Act II What Happens? Scene 1 1.What Job Has Polonius Hired Reynaldo to Do? by What Means

Act II What Happens? Scene 1 1.What Job Has Polonius Hired Reynaldo to Do? by What Means

Act II – What happens?
Scene 1
1.What job has Polonius hired Reynaldo to do? By what means does Polonius recommend that Reynaldo accomplish this task?

2. Describe Hamlet’s appearance when he entered Ophelia’s room.

3. How does Polonius react to Ophelia’s story? How does it change the attitude he had toward Hamlet and Ophelia in Act I?

Scene 2
1. Why did the King ask Rosencrantz and Guildenstern to come to Denmark? Why are they particularly qualified for the job they have been asked to do?

2. Give a clear account of the news brought by the ambassadors who have returned from Norway.

3. What evidence does Polonius introduce to help his case against Hamlet? What trap does Polonius set for Hamlet?

4. Describe Hamlet’s “antic disposition.” What does Polonius say that indicates that he has some doubt about Hamlet’s madness?

5. What new fact about Hamlet’s interests is brought to light by his meeting with the players? What does Hamlet want the players to do? What does hamlet hope to accomplish by using the players in this way?

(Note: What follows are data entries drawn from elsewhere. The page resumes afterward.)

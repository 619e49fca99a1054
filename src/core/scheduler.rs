//! Fixed-interval scheduler that keeps running whatever a single run does.

use crate::error::BotError;
use async_trait::async_trait;
use std::any::Any;
use std::sync::Arc;
use std::time::Duration;
use tracing::{error, info};

#[async_trait]
pub trait ScheduledJob: Send + Sync + 'static {
    fn name(&self) -> &'static str;

    async fn run_once(&self) -> Result<(), BotError>;
}

#[derive(Debug, Clone, PartialEq, Eq)]
pub enum TickOutcome {
    Completed,
    Failed(String),
    Panicked(String),
}

pub struct Scheduler {
    interval: Duration,
}

impl Scheduler {
    /// `interval_seconds` must be positive.
    pub fn new(interval_seconds: u64) -> Result<Self, BotError> {
        if interval_seconds == 0 {
            return Err(BotError::Config(
                "scheduler interval must be greater than zero".to_string(),
            ));
        }
        Ok(Self::with_interval(Duration::from_secs(interval_seconds)))
    }

    pub fn with_interval(interval: Duration) -> Self {
        Self { interval }
    }

    pub fn interval(&self) -> Duration {
        self.interval
    }

    /// Run the job once on its own task. Errors and panics are logged and
    /// returned as a `TickOutcome`; they never reach the caller as a failure.
    pub async fn tick<J: ScheduledJob>(&self, job: Arc<J>) -> TickOutcome {
        let name = job.name();
        let handle = tokio::spawn(async move { job.run_once().await });

        match handle.await {
            Ok(Ok(())) => {
                info!(job = name, "Scheduler: {} run completed", name);
                TickOutcome::Completed
            }
            Ok(Err(e)) => {
                error!(job = name, error = %e, "Scheduler: {} run failed", name);
                TickOutcome::Failed(e.to_string())
            }
            Err(join_error) if join_error.is_panic() => {
                let message = panic_message(join_error.into_panic());
                error!(job = name, panic = %message, "Scheduler: {} run panicked", name);
                TickOutcome::Panicked(message)
            }
            Err(join_error) => {
                error!(job = name, error = %join_error, "Scheduler: {} run cancelled", name);
                TickOutcome::Failed(join_error.to_string())
            }
        }
    }

    /// Run immediately, then once per interval, forever.
    pub async fn run<J: ScheduledJob>(&self, job: Arc<J>) {
        info!(
            interval_seconds = self.interval.as_secs(),
            "Scheduler: started with interval {}s",
            self.interval.as_secs()
        );
        loop {
            self.tick(job.clone()).await;
            info!(
                "Scheduler: waiting {}s until next run",
                self.interval.as_secs()
            );
            tokio::time::sleep(self.interval).await;
        }
    }
}

fn panic_message(payload: Box<dyn Any + Send>) -> String {
    if let Some(s) = payload.downcast_ref::<&str>() {
        (*s).to_string()
    } else if let Some(s) = payload.downcast_ref::<String>() {
        s.clone()
    } else {
        "unknown panic".to_string()
    }
}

6. Hamlet takes stock of himself in the last speech of the act. What is the result of his self-estimate? Do you agree with him?

What Does It Mean?

1. Out of Polonius’s meeting with Reynaldo, the King’s with Rosencrantz and Guildenstern, and Hamlet’s with the players grow three similar tasks. How are they parallel? In what ways do they differ? Explore the various ways in which these incidents are presented to the audience.

2. Each of the two scenes in Act II reveals a new facet of Hamlet’s character. Describe the development of the act from this point of view, beginning with Ophelia’s disclosure to her father that Hamlet has visited her, and Polonius’s decision to inform the King about this visit.

3. The mystery and expectation of Act I give way in Act II to the use of specific rational methods for exposing the rot in Denmark. Is Act II any less passionate because of this emphasis on contrivance? How are the strong feelings of Polonius, Claudius, and Hamlet revealed, and how do they contribute to the furthering of the action?

1. The traveling players innocently come to Elsinore to perform. How do they become crucial to the plot of the play?

1. “Denmark’s a prison,” Hamlet tells his boyhood friends. What is the meaning of this metaphor?